## [Work item]
Which of the lines below contain the string "only"? Copy each one.

*** Extracted entries Section Begins ***

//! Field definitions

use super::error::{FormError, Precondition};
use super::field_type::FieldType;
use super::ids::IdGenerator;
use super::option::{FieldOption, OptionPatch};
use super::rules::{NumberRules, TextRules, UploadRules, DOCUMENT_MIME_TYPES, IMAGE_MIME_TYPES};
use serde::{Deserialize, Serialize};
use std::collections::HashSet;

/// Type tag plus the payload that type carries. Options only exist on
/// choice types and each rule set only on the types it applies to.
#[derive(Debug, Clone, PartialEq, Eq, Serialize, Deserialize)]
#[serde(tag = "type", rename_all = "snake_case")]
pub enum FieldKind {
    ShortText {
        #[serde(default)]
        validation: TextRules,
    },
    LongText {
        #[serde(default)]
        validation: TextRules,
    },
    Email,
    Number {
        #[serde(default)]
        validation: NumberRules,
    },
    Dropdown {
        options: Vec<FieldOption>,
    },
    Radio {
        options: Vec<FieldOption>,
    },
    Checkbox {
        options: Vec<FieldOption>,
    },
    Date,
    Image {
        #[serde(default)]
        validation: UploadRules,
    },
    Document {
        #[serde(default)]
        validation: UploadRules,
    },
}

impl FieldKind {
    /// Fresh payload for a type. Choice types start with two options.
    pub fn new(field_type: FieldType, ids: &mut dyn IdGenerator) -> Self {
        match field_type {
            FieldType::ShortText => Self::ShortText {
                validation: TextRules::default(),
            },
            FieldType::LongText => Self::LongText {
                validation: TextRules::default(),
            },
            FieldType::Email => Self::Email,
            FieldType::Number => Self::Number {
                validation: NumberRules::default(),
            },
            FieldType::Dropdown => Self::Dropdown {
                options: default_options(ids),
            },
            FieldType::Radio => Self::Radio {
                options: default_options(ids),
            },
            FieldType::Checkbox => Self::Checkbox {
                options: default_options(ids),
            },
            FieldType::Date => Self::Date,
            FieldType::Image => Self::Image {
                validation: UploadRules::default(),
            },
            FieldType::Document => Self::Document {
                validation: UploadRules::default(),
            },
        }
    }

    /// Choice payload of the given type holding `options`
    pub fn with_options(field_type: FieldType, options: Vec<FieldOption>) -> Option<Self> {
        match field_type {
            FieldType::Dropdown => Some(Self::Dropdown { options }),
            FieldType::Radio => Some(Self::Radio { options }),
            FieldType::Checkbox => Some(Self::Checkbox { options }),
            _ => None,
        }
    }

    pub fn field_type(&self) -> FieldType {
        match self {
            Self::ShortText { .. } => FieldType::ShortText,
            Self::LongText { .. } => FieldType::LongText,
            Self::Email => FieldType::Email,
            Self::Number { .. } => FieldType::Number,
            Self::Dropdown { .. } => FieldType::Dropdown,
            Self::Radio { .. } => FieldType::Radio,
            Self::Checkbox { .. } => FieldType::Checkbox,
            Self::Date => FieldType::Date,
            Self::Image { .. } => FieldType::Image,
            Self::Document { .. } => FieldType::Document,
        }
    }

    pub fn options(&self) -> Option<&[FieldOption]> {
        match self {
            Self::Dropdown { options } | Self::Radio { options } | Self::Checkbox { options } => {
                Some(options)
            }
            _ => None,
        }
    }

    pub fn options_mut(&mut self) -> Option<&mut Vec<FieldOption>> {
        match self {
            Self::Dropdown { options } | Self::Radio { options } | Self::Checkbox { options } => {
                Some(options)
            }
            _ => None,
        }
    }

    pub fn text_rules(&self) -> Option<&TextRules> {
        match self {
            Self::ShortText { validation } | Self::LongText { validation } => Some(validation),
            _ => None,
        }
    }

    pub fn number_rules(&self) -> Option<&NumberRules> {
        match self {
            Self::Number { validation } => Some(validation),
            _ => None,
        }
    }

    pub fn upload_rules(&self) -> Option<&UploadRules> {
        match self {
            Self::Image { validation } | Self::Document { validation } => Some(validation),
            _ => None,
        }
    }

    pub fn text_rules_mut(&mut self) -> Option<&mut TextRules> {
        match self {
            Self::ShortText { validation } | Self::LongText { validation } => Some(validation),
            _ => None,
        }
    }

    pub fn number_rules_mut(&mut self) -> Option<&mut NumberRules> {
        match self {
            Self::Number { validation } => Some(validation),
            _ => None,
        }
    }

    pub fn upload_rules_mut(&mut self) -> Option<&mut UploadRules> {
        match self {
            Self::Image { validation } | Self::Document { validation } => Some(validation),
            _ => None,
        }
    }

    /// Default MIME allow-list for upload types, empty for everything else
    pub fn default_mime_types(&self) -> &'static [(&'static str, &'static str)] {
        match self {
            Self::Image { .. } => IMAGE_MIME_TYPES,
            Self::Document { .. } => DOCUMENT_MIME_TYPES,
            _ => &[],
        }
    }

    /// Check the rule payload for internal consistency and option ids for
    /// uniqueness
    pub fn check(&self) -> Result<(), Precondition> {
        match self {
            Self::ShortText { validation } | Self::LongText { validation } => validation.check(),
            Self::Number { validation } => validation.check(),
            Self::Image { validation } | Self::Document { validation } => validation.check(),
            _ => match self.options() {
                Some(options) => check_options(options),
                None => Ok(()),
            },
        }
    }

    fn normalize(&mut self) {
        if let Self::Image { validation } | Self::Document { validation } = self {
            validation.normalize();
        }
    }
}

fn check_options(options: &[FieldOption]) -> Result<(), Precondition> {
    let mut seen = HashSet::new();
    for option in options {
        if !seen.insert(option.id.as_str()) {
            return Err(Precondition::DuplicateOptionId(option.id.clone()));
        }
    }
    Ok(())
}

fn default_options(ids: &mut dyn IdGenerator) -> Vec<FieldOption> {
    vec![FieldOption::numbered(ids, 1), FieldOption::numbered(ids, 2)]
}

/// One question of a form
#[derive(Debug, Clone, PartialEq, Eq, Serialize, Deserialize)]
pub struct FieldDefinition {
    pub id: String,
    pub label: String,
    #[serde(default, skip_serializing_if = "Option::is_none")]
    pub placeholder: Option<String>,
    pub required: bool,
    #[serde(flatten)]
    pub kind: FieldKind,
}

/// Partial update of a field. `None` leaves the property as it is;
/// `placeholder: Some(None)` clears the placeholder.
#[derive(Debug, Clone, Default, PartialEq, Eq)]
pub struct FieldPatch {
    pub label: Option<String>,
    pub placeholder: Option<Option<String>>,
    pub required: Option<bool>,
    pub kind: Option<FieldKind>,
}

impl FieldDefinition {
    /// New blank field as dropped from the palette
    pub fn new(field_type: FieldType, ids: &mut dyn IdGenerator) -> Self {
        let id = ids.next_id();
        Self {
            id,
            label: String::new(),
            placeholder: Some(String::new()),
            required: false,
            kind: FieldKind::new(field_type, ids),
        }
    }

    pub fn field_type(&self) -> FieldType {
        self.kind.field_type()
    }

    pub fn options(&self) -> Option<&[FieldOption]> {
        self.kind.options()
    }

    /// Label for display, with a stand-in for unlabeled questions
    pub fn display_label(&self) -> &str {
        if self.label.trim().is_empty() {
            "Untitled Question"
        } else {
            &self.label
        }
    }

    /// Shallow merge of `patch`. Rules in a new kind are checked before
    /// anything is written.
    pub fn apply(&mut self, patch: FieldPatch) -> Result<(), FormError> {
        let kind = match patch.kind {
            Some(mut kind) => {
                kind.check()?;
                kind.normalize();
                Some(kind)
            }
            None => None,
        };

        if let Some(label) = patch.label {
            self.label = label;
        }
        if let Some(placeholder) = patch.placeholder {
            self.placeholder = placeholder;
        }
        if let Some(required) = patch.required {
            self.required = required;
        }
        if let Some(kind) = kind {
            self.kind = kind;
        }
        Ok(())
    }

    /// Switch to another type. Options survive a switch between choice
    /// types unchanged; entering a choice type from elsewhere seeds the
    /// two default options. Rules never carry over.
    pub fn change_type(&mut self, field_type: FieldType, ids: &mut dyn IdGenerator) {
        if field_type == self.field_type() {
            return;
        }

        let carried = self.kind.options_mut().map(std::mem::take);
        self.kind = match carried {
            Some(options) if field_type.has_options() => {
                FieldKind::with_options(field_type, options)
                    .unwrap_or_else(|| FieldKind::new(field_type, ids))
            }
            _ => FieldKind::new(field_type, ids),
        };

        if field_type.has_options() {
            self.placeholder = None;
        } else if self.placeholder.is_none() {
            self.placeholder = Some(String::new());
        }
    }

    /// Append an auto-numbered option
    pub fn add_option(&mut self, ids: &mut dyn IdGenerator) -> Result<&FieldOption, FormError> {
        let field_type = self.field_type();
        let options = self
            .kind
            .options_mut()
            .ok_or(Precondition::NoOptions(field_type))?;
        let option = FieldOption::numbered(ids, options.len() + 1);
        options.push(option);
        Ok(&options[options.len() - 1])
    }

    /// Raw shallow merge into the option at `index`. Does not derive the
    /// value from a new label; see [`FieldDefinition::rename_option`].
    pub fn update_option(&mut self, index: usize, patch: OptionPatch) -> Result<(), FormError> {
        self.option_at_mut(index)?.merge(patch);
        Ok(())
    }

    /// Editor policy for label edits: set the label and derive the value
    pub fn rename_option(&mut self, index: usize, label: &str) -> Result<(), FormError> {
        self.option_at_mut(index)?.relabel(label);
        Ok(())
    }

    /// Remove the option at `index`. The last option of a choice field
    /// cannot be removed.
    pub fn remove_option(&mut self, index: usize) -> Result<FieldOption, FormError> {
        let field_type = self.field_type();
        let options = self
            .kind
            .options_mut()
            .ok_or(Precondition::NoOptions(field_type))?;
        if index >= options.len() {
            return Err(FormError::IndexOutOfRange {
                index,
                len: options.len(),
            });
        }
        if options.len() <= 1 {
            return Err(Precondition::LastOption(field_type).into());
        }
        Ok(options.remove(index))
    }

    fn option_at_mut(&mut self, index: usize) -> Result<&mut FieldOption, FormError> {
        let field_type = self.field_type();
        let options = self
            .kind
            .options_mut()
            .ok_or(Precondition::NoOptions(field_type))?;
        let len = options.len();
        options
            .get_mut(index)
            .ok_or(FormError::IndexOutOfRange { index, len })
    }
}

*** Extracted entries Section Ends ***
*** Extracted entries Section Begins ***

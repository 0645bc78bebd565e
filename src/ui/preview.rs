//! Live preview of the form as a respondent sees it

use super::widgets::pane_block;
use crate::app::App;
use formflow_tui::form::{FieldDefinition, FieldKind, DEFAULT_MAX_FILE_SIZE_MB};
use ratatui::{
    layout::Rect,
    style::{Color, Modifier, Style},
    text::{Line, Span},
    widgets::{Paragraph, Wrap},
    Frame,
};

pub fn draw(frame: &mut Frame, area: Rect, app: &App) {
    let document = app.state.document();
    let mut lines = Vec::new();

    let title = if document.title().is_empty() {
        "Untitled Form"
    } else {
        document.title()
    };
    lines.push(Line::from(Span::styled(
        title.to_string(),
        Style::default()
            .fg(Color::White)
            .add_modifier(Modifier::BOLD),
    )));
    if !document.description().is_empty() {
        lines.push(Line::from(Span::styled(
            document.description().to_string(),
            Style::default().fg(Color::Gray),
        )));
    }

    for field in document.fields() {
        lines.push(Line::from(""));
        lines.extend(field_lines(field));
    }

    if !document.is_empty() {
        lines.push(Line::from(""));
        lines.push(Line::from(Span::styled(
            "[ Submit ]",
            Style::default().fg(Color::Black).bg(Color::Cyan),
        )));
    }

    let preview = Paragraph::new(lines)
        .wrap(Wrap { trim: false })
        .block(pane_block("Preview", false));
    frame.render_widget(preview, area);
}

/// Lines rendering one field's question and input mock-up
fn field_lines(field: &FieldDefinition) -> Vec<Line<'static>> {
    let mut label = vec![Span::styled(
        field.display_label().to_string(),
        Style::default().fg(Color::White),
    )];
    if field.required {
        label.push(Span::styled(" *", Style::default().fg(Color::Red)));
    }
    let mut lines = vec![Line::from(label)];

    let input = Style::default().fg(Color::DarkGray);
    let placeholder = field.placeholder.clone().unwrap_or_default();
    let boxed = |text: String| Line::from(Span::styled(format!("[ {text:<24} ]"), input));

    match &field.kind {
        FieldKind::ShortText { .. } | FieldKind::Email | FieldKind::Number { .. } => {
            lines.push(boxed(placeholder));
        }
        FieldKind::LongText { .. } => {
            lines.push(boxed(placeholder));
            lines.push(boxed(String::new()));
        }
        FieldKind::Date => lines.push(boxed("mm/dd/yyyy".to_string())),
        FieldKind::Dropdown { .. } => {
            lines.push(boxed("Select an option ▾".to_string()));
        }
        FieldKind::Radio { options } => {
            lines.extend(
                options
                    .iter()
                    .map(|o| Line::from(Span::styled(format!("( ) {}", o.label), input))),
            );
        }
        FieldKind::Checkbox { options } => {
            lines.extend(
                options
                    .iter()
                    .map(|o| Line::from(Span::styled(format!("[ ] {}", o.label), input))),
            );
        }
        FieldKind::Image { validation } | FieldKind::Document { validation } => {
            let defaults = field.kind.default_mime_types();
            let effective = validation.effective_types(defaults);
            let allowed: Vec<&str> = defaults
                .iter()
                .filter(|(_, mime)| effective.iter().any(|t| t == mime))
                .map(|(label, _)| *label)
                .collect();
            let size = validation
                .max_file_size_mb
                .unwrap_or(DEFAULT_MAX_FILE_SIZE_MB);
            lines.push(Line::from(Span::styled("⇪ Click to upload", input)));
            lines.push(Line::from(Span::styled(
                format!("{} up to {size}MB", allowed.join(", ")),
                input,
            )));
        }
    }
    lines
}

*** Extracted entries Section Ends ***

## [Output of the exercise]
/// Type tag plus the payload that type carries. Options only exist on
/// choice types and each rule set only on the types it applies to.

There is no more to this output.